EXERCISE GOAL - Up through the line that contains "assert_eq!(decoded.command, Command::Delete);", retype the entries exactly, beginning at the very first line.

SUPPLIED MATERIAL -

++++

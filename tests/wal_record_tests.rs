// WAL record format tests
// Encoding and decoding log frames with CRC checksums.

use walkv::wal::record::HEADER_SIZE;
use walkv::{Command, DecodeError, LogRecord};

// =============================================================================
// Test 1: Encode and decode Put record
// =============================================================================
#[test]
fn encode_decode_put_record() {
    let record = LogRecord::put("key", "value");
    let encoded = record.encode();
    let (decoded, size) = LogRecord::decode(&encoded).unwrap();

    assert_eq!(decoded.command, Command::Put);
    assert_eq!(decoded.key, "key");
    assert_eq!(decoded.value, "value");
    assert_eq!(size, encoded.len());
}

// =============================================================================
// Test 2: Delete record carries no value
// =============================================================================
#[test]
fn delete_record_has_empty_value() {
    let record = LogRecord::delete("key");
    assert!(record.value.is_empty());

    let encoded = record.encode();
    assert_eq!(encoded.len(), HEADER_SIZE + 3);

    let (decoded, _) = LogRecord::decode(&encoded).unwrap();
    assert_eq!(decoded.command, Command::Delete);
    assert_eq!(decoded.key, "key");
    assert!(decoded.value.is_empty());
}

// =============================================================================
// Test 3: A value smuggled onto a Delete is never written
// =============================================================================
#[test]
fn delete_value_is_ignored_on_encode() {
    let record = LogRecord {
        command: Command::Delete,
        key: "key".into(),
        value: "stale".into(),
    };
    let encoded = record.encode();

    assert_eq!(record.encoded_size(), encoded.len());
    let (decoded, _) = LogRecord::decode(&encoded).unwrap();
    assert!(decoded.value.is_empty());
}

// =============================================================================
// Test 4: Corrupted payload is detected by CRC
// =============================================================================
#[test]
fn corrupted_payload_detected() {
    let mut encoded = LogRecord::put("key", "value").encode();
    encoded[10] ^= 0xFF;

    let err = LogRecord::decode(&encoded).unwrap_err();
    assert!(matches!(err, DecodeError::ChecksumMismatch { .. }));
}

// =============================================================================
// Test 5: Empty key and value
// =============================================================================
#[test]
fn empty_key_and_value() {
    let encoded = LogRecord::put("", "").encode();
    let (decoded, size) = LogRecord::decode(&encoded).unwrap();

    assert!(decoded.key.is_empty());
    assert!(decoded.value.is_empty());
    assert_eq!(size, HEADER_SIZE);
}

// =============================================================================
// Test 6: Large, non-ASCII key and value
// =============================================================================
#[test]
fn large_unicode_key_and_value() {
    let key = "ключ".repeat(2_500);
    let value = "値".repeat(30_000);

    let record = LogRecord::put(key.clone(), value.clone());
    let encoded = record.encode();
    let (decoded, _) = LogRecord::decode(&encoded).unwrap();

    assert_eq!(decoded.key, key);
    assert_eq!(decoded.value, value);
    assert_eq!(record.encoded_size(), encoded.len());
}

// =============================================================================
// Test 7: Truncated record fails decode
// =============================================================================
#[test]
fn truncated_record_fails() {
    let encoded = LogRecord::put("key", "value").encode();

    let err = LogRecord::decode(&encoded[..encoded.len() / 2]).unwrap_err();
    assert!(matches!(err, DecodeError::Truncated { .. }));

    let err = LogRecord::decode(&encoded[..encoded.len() - 1]).unwrap_err();
    assert!(matches!(err, DecodeError::Truncated { .. }));
}

// =============================================================================
// Test 8: Decoding stops at the frame boundary
// =============================================================================
#[test]
fn decode_leaves_following_frames_alone() {
    let mut buf = LogRecord::put("a", "1").encode();
    LogRecord::delete("b").encode_into(&mut buf);

    let (first, size) = LogRecord::decode(&buf).unwrap();
    assert_eq!(first, LogRecord::put("a", "1"));

    let (second, _) = LogRecord::decode(&buf[size..]).unwrap();
    assert_eq!(second, LogRecord::delete("b"));
}

// =============================================================================
// Test 9: Unknown command byte with a valid CRC is rejected
// =============================================================================
#[test]
fn unknown_command_rejected() {
    let mut encoded = LogRecord::put("key", "value").encode();
    encoded[8] = 0x7F;
    // Re-seal so only the edited field is wrong.
    let crc = crc32fast::hash(&encoded[4..]);
    encoded[0..4].copy_from_slice(&crc.to_le_bytes());

    let err = LogRecord::decode(&encoded).unwrap_err();
    assert_eq!(err, DecodeError::InvalidCommand(0x7F));
}

// =============================================================================
// Test 10: Key length pointing past the frame is rejected
// =============================================================================
#[test]
fn key_length_out_of_bounds_rejected() {
    let mut encoded = LogRecord::put("key", "value").encode();
    encoded[9..13].copy_from_slice(&1_000u32.to_le_bytes());
    // Re-seal so only the edited field is wrong.
    let crc = crc32fast::hash(&encoded[4..]);
    encoded[0..4].copy_from_slice(&crc.to_le_bytes());

    let err = LogRecord::decode(&encoded).unwrap_err();
    assert_eq!(err, DecodeError::KeyOutOfBounds);
}
use std::fmt;
use std::sync::atomic::{AtomicBool, Ordering};
use std::sync::Weak;
use std::time::Duration;

use crossbeam_channel::{Receiver, RecvTimeoutError};
use tracing::trace;

use crate::error::{Error, Result};
use crate::types::Key;
use crate::watch::WatchEvent;

/// Whatever owns the registry a handle was issued from.
pub(crate) trait Deregister: Send + Sync {
    fn deregister(&self, key: &str, id: u64);
}

/// Waiting end of a single watch.
///
/// Receives at most one [`WatchEvent`]. Dropping the handle before the
/// watch fires removes its slot from the store, so abandoned watchers do
/// not accumulate. The handle does not keep the store alive.
pub struct WatchHandle {
    id: u64,
    key: Key,
    receiver: Receiver<WatchEvent>,
    owner: Weak<dyn Deregister>,
    /// The event has been taken, so `fire` already removed the slot.
    fired: AtomicBool,
}

impl WatchHandle {
    pub(crate) fn new(
        id: u64,
        key: Key,
        receiver: Receiver<WatchEvent>,
        owner: Weak<dyn Deregister>,
    ) -> Self {
        WatchHandle {
            id,
            key,
            receiver,
            owner,
            fired: AtomicBool::new(false),
        }
    }

    /// Unique identifier of this watch within its store.
    pub fn id(&self) -> u64 {
        self.id
    }

    /// The key being watched.
    pub fn key(&self) -> &str {
        &self.key
    }

    /// Block until the watch fires.
    ///
    /// Fails with [`Error::WatchClosed`] if the store is dropped first or
    /// the event was already taken.
    pub fn wait(&self) -> Result<WatchEvent> {
        let event = self.receiver.recv().map_err(|_| Error::WatchClosed)?;
        Ok(self.taken(event))
    }

    /// Block until the watch fires or `timeout` elapses.
    ///
    /// A timed-out handle stays registered and may still be waited on;
    /// drop it to give up for good.
    pub fn wait_timeout(&self, timeout: Duration) -> Result<WatchEvent> {
        let event = self.receiver.recv_timeout(timeout).map_err(|err| match err {
            RecvTimeoutError::Timeout => Error::WatchTimeout(timeout),
            RecvTimeoutError::Disconnected => Error::WatchClosed,
        })?;
        Ok(self.taken(event))
    }

    /// Take the event if the watch has already fired.
    pub fn try_recv(&self) -> Option<WatchEvent> {
        self.receiver.try_recv().ok().map(|event| self.taken(event))
    }

    /// Whether this handle has already received its event.
    pub fn has_fired(&self) -> bool {
        self.fired.load(Ordering::Relaxed)
    }

    fn taken(&self, event: WatchEvent) -> WatchEvent {
        self.fired.store(true, Ordering::Relaxed);
        event
    }
}

impl fmt::Debug for WatchHandle {
    fn fmt(&self, f: &mut fmt::Formatter<'_>) -> fmt::Result {
        f.debug_struct("WatchHandle")
            .field("id", &self.id)
            .field("key", &self.key)
            .field("fired", &self.has_fired())
            .finish_non_exhaustive()
    }
}

impl Drop for WatchHandle {
    fn drop(&mut self) {
        if self.has_fired() {
            return;
        }
        if let Some(owner) = self.owner.upgrade() {
            owner.deregister(&self.key, self.id);
            trace!(watcher_id = self.id, key = %self.key, "watch handle dropped");
        }
    }
}
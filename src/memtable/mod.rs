use std::collections::HashMap;

use crate::types::{Command, Key, Value};
use crate::wal::LogRecord;

/// Current contents of the store.
///
/// Only ever changed by applying a [`LogRecord`], either from replay or
/// from a live mutation that has already been logged. Deletes remove the
/// key outright: there is no older version anywhere to shadow.
#[derive(Debug, Default)]
pub struct MemTable {
    data: HashMap<Key, Value>,
}

impl MemTable {
    pub fn new() -> Self {
        Self::default()
    }

    /// Apply one record: Put overwrites, Delete removes (no-op if absent).
    pub fn apply(&mut self, record: &LogRecord) {
        match record.command {
            Command::Put => {
                self.data.insert(record.key.clone(), record.value.clone());
            }
            Command::Delete => {
                self.data.remove(&record.key);
            }
        }
    }

    pub fn get(&self, key: &str) -> Option<&str> {
        self.data.get(key).map(String::as_str)
    }

    pub fn len(&self) -> usize {
        self.data.len()
    }

    pub fn is_empty(&self) -> bool {
        self.data.is_empty()
    }
}
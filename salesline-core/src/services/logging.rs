//! Run log service - lifecycle events of pipeline runs, stored in logs.duckdb
//!
//! Only event names, stages, error messages and identifiers are stored.
//! Extract rows, client names and amounts never reach this database.

use std::path::{Path, PathBuf};
use std::sync::atomic::{AtomicU64, Ordering};
use std::sync::{Mutex, MutexGuard};

use anyhow::{anyhow, Result};
use duckdb::Connection;
use serde::{Deserialize, Serialize};
use uuid::Uuid;

use crate::log_migrations::LOG_MIGRATIONS;
use crate::services::migration::MigrationService;

pub const RUN_STARTED: &str = "run_started";
pub const RUN_COMPLETED: &str = "run_completed";
pub const RUN_FAILED: &str = "run_failed";
pub const PUBLISH_COMPLETED: &str = "publish_completed";

/// Counter for unique IDs within the same millisecond
static ID_COUNTER: AtomicU64 = AtomicU64::new(0);

fn now_ms() -> i64 {
    chrono::Utc::now().timestamp_millis()
}

/// Timestamp in the lower 48 bits, per-millisecond counter in the upper 16
fn generate_id() -> u64 {
    let counter = ID_COUNTER.fetch_add(1, Ordering::Relaxed) & 0xFFFF;
    ((now_ms() as u64) << 16) | counter
}

fn detect_platform() -> &'static str {
    if cfg!(target_os = "macos") {
        "macos"
    } else if cfg!(target_os = "windows") {
        "windows"
    } else if cfg!(target_os = "linux") {
        "linux"
    } else {
        "unknown"
    }
}

/// An event to be recorded
#[derive(Debug, Clone, Serialize, Deserialize)]
pub struct LogEvent {
    pub event: String,
    #[serde(skip_serializing_if = "Option::is_none")]
    pub run_id: Option<Uuid>,
    #[serde(skip_serializing_if = "Option::is_none")]
    pub stage: Option<String>,
    #[serde(skip_serializing_if = "Option::is_none")]
    pub command: Option<String>,
    #[serde(skip_serializing_if = "Option::is_none")]
    pub error_message: Option<String>,
    #[serde(skip_serializing_if = "Option::is_none")]
    pub error_details: Option<String>,
}

impl LogEvent {
    pub fn new(event: impl Into<String>) -> Self {
        Self {
            event: event.into(),
            run_id: None,
            stage: None,
            command: None,
            error_message: None,
            error_details: None,
        }
    }

    pub fn with_run(mut self, run_id: Uuid) -> Self {
        self.run_id = Some(run_id);
        self
    }

    /// Stage of the run the event belongs to (e.g. "process", "publish")
    pub fn with_stage(mut self, stage: impl Into<String>) -> Self {
        self.stage = Some(stage.into());
        self
    }

    pub fn with_command(mut self, command: impl Into<String>) -> Self {
        self.command = Some(command.into());
        self
    }

    pub fn with_error(mut self, message: impl Into<String>) -> Self {
        self.error_message = Some(message.into());
        self
    }

    pub fn with_error_details(mut self, details: impl Into<String>) -> Self {
        self.error_details = Some(details.into());
        self
    }
}

/// A stored event
#[derive(Debug, Clone, Serialize, Deserialize)]
pub struct LogEntry {
    pub id: u64,
    pub timestamp: i64,
    pub app_version: String,
    pub platform: String,
    pub run_id: Option<String>,
    pub event: String,
    pub stage: Option<String>,
    pub command: Option<String>,
    pub error_message: Option<String>,
    pub error_details: Option<String>,
}

const SELECT_ENTRIES: &str = r#"
    SELECT id, timestamp, app_version, platform, run_id,
           event, stage, command, error_message, error_details
    FROM sys_run_log
"#;

fn entry_from_row(row: &duckdb::Row<'_>) -> duckdb::Result<LogEntry> {
    Ok(LogEntry {
        id: row.get(0)?,
        timestamp: row.get(1)?,
        app_version: row.get(2)?,
        platform: row.get(3)?,
        run_id: row.get(4)?,
        event: row.get(5)?,
        stage: row.get(6)?,
        command: row.get(7)?,
        error_message: row.get(8)?,
        error_details: row.get(9)?,
    })
}

/// Service for recording and querying run events
pub struct RunLogService {
    conn: Mutex<Connection>,
    db_path: PathBuf,
    app_version: String,
    platform: &'static str,
}

impl RunLogService {
    /// Open or create logs.duckdb in the data directory
    pub fn new(data_dir: &Path, app_version: impl Into<String>) -> Result<Self> {
        let db_path = data_dir.join("logs.duckdb");
        let conn = Connection::open(&db_path)?;
        MigrationService::with_migrations(&conn, LOG_MIGRATIONS).run_pending()?;

        Ok(Self {
            conn: Mutex::new(conn),
            db_path,
            app_version: app_version.into(),
            platform: detect_platform(),
        })
    }

    fn conn(&self) -> Result<MutexGuard<'_, Connection>> {
        self.conn.lock().map_err(|e| anyhow!("Lock poisoned: {}", e))
    }

    /// Record an event; app version and platform are added here
    pub fn log(&self, event: LogEvent) -> Result<()> {
        let conn = self.conn()?;
        conn.execute(
            r#"
            INSERT INTO sys_run_log (
                id, timestamp, app_version, platform, run_id,
                event, stage, command, error_message, error_details
            ) VALUES (?, ?, ?, ?, ?, ?, ?, ?, ?, ?)
            "#,
            duckdb::params![
                generate_id(),
                now_ms(),
                &self.app_version,
                self.platform,
                event.run_id.map(|id| id.to_string()),
                &event.event,
                &event.stage,
                &event.command,
                &event.error_message,
                &event.error_details,
            ],
        )?;
        Ok(())
    }

    /// Record a failure of `run_id` at `stage`
    pub fn log_failure(
        &self,
        run_id: Uuid,
        stage: &str,
        message: &str,
        details: Option<&str>,
    ) -> Result<()> {
        let mut event = LogEvent::new(RUN_FAILED)
            .with_run(run_id)
            .with_stage(stage)
            .with_error(message);
        if let Some(d) = details {
            event = event.with_error_details(d);
        }
        self.log(event)
    }

    /// Most recent entries first
    pub fn recent(&self, limit: usize) -> Result<Vec<LogEntry>> {
        let conn = self.conn()?;
        let mut stmt = conn.prepare(&format!(
            "{} ORDER BY timestamp DESC, id DESC LIMIT ?",
            SELECT_ENTRIES
        ))?;
        let entries = stmt
            .query_map([limit as i64], entry_from_row)?
            .collect::<duckdb::Result<Vec<_>>>()?;
        Ok(entries)
    }

    /// Most recent entries that carry an error message
    pub fn errors(&self, limit: usize) -> Result<Vec<LogEntry>> {
        let conn = self.conn()?;
        let mut stmt = conn.prepare(&format!(
            "{} WHERE error_message IS NOT NULL ORDER BY timestamp DESC, id DESC LIMIT ?",
            SELECT_ENTRIES
        ))?;
        let entries = stmt
            .query_map([limit as i64], entry_from_row)?
            .collect::<duckdb::Result<Vec<_>>>()?;
        Ok(entries)
    }

    pub fn count(&self) -> Result<u64> {
        let conn = self.conn()?;
        let count: i64 = conn.query_row("SELECT COUNT(*) FROM sys_run_log", [], |row| row.get(0))?;
        Ok(count as u64)
    }

    /// Delete entries older than `timestamp_ms` (unix ms)
    pub fn delete_before(&self, timestamp_ms: i64) -> Result<u64> {
        let conn = self.conn()?;
        let deleted = conn.execute("DELETE FROM sys_run_log WHERE timestamp < ?", [timestamp_ms])?;
        Ok(deleted as u64)
    }

    pub fn db_path(&self) -> &Path {
        &self.db_path
    }
}

#[cfg(test)]
mod tests {
    use super::*;
    use tempfile::tempdir;

    #[test]
    fn test_service_creates_database() {
        let dir = tempdir().unwrap();
        let service = RunLogService::new(dir.path(), "0.1.0").unwrap();
        assert!(service.db_path().exists());
        assert_eq!(service.count().unwrap(), 0);
    }

    #[test]
    fn test_run_lifecycle_is_recorded() {
        let dir = tempdir().unwrap();
        let service = RunLogService::new(dir.path(), "0.1.0").unwrap();
        let run_id = Uuid::new_v4();

        service
            .log(LogEvent::new(RUN_STARTED).with_run(run_id).with_command("run"))
            .unwrap();
        service.log(LogEvent::new(RUN_COMPLETED).with_run(run_id)).unwrap();

        let entries = service.recent(10).unwrap();
        assert_eq!(entries.len(), 2);
        assert!(entries.iter().all(|e| e.run_id == Some(run_id.to_string())));
        assert!(entries.iter().any(|e| e.command.as_deref() == Some("run")));
        assert_eq!(entries[0].app_version, "0.1.0");
    }

    #[test]
    fn test_failures_are_listed_as_errors() {
        let dir = tempdir().unwrap();
        let service = RunLogService::new(dir.path(), "0.1.0").unwrap();
        let run_id = Uuid::new_v4();

        service.log(LogEvent::new(RUN_STARTED).with_run(run_id)).unwrap();
        service
            .log_failure(run_id, "publish", "Transport error on table 'data_history': refused", None)
            .unwrap();

        let errors = service.errors(10).unwrap();
        assert_eq!(errors.len(), 1);
        assert_eq!(errors[0].event, RUN_FAILED);
        assert_eq!(errors[0].stage.as_deref(), Some("publish"));
        assert_eq!(errors[0].error_details, None);
    }

    #[test]
    fn test_count_and_delete() {
        let dir = tempdir().unwrap();
        let service = RunLogService::new(dir.path(), "0.1.0").unwrap();

        for _ in 0..3 {
            service.log(LogEvent::new(RUN_STARTED)).unwrap();
        }
        assert_eq!(service.count().unwrap(), 3);

        let deleted = service.delete_before(now_ms() + 1000).unwrap();
        assert_eq!(deleted, 3);
        assert_eq!(service.count().unwrap(), 0);
    }

    #[test]
    fn test_reopening_keeps_entries() {
        let dir = tempdir().unwrap();
        {
            let service = RunLogService::new(dir.path(), "0.1.0").unwrap();
            service.log(LogEvent::new(PUBLISH_COMPLETED)).unwrap();
        }
        let service = RunLogService::new(dir.path(), "0.1.0").unwrap();
        assert_eq!(service.count().unwrap(), 1);
    }
}
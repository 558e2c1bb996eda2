//! Post-processors over the merged, projected sales
//!
//! Both only ever rewrite the branch field; rows are never dropped or
//! reordered.

use std::collections::{HashMap, HashSet};

use crate::config::{BranchOverrideRule, RuleConfig, SellerBranchRule};
use crate::domain::SaleRecord;

/// Rows rewritten by each post-processor
#[derive(Debug, Clone, Copy, Default, PartialEq, Eq)]
pub struct PostProcessCounts {
    pub branch_overrides: usize,
    pub seller_corrections: usize,
}

/// Run the branch override, then the seller correction, across all collections
///
/// `collections` must be in merge order (previous year, current-year history,
/// current month); "last seen" follows that order.
pub fn post_process(collections: &mut [&mut [SaleRecord]], rules: &RuleConfig) -> PostProcessCounts {
    let relocated = relocated_clients(
        collections.iter().flat_map(|c| c.iter()),
        &rules.branch_override,
    );

    let mut counts = PostProcessCounts::default();
    for sale in collections.iter_mut().flat_map(|c| c.iter_mut()) {
        if sale.branch == rules.branch_override.from && relocated.contains(&sale.client_code) {
            sale.branch = rules.branch_override.to.clone();
            counts.branch_overrides += 1;
        }
        if applies_seller_rule(sale, &rules.seller_branch) && sale.branch != rules.seller_branch.branch {
            sale.branch = rules.seller_branch.branch.clone();
            counts.seller_corrections += 1;
        }
    }
    counts
}

/// Clients with any sale at `from` whose last sale is at `to`
fn relocated_clients<'a>(
    sales: impl IntoIterator<Item = &'a SaleRecord>,
    rule: &BranchOverrideRule,
) -> HashSet<String> {
    let mut last_branch: HashMap<&str, &str> = HashMap::new();
    let mut seen_at_from: HashSet<&str> = HashSet::new();

    for sale in sales {
        if sale.client_code.is_empty() || sale.branch.is_empty() {
            continue;
        }
        last_branch.insert(&sale.client_code, &sale.branch);
        if sale.branch == rule.from {
            seen_at_from.insert(&sale.client_code);
        }
    }

    seen_at_from
        .into_iter()
        .filter(|client| last_branch.get(client) == Some(&rule.to.as_str()))
        .map(str::to_string)
        .collect()
}

fn applies_seller_rule(sale: &SaleRecord, rule: &SellerBranchRule) -> bool {
    sale.supervisor_code == rule.supervisor_code && rule.rep_codes.contains(&sale.rep_code)
}

#[cfg(test)]
mod tests {
    use super::*;
    use rust_decimal::Decimal;

    fn sale(client: &str, branch: &str) -> SaleRecord {
        SaleRecord {
            order_id: String::new(),
            rep_name: String::new(),
            supervisor: String::new(),
            product_code: String::new(),
            description: String::new(),
            supplier_name: String::new(),
            supplier_note: String::new(),
            supplier_code: String::new(),
            rep_code: String::new(),
            client_code: client.to_string(),
            client_name: String::new(),
            city: String::new(),
            neighborhood: String::new(),
            quantity: 0,
            gross_amount: Decimal::ZERO,
            bonus_amount: Decimal::ZERO,
            return_amount: Decimal::ZERO,
            net_weight: Decimal::ZERO,
            order_date: None,
            ship_date: None,
            status: String::new(),
            branch: branch.to_string(),
            supervisor_code: String::new(),
            unit_stock: Decimal::ZERO,
            master_pack_units: Decimal::ZERO,
            sale_type: String::new(),
        }
    }

    fn branches(sales: &[SaleRecord]) -> Vec<&str> {
        sales.iter().map(|s| s.branch.as_str()).collect()
    }

    #[test]
    fn test_relocated_client_rows_move_across_collections() {
        let mut history = vec![sale("A", "05"), sale("B", "08"), sale("A", "05")];
        let mut month = vec![sale("B", "05"), sale("A", "08")];

        let counts = post_process(&mut [history.as_mut_slice(), month.as_mut_slice()], &RuleConfig::default());

        // A ends at 08: every 05 row moves; B ends at 05: untouched
        assert_eq!(branches(&history), vec!["08", "08", "08"]);
        assert_eq!(branches(&month), vec!["05", "08"]);
        assert_eq!(counts.branch_overrides, 2);
    }

    #[test]
    fn test_last_seen_follows_iteration_order() {
        let mut rows = vec![sale("C", "08"), sale("C", "05")];
        post_process(&mut [rows.as_mut_slice()], &RuleConfig::default());
        assert_eq!(branches(&rows), vec!["08", "05"]);
    }

    #[test]
    fn test_seller_rule_applies_after_override() {
        let mut rows = vec![sale("D", "03"), sale("E", "03"), sale("F", "08")];
        rows[0].supervisor_code = "12".into();
        rows[0].rep_code = "291".into();
        rows[1].supervisor_code = "11".into();
        rows[1].rep_code = "291".into();
        rows[2].supervisor_code = "12".into();
        rows[2].rep_code = "286".into();

        let counts = post_process(&mut [rows.as_mut_slice()], &RuleConfig::default());
        assert_eq!(branches(&rows), vec!["08", "03", "08"]);
        assert_eq!(counts.seller_corrections, 1);
    }
}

++++

ANSWER TO THE PROBLEM -
filename tests/wal_record_tests.rs
// WAL record format tests
// Encoding and decoding log frames with CRC checksums.

use walkv::wal::record::HEADER_SIZE;
use walkv::{Command, DecodeError, LogRecord};

// =============================================================================
// Test 1: Encode and decode Put record
// =============================================================================
#[test]
fn encode_decode_put_record() {
    let record = LogRecord::put("key", "value");
    let encoded = record.encode();
    let (decoded, size) = LogRecord::decode(&encoded).unwrap();

    assert_eq!(decoded.command, Command::Put);
    assert_eq!(decoded.key, "key");
    assert_eq!(decoded.value, "value");
    assert_eq!(size, encoded.len());
}

// =============================================================================
// Test 2: Delete record carries no value
// =============================================================================
#[test]
fn delete_record_has_empty_value() {
    let record = LogRecord::delete("key");
    assert!(record.value.is_empty());

    let encoded = record.encode();
    assert_eq!(encoded.len(), HEADER_SIZE + 3);

    let (decoded, _) = LogRecord::decode(&encoded).unwrap();
    assert_eq!(decoded.command, Command::Delete);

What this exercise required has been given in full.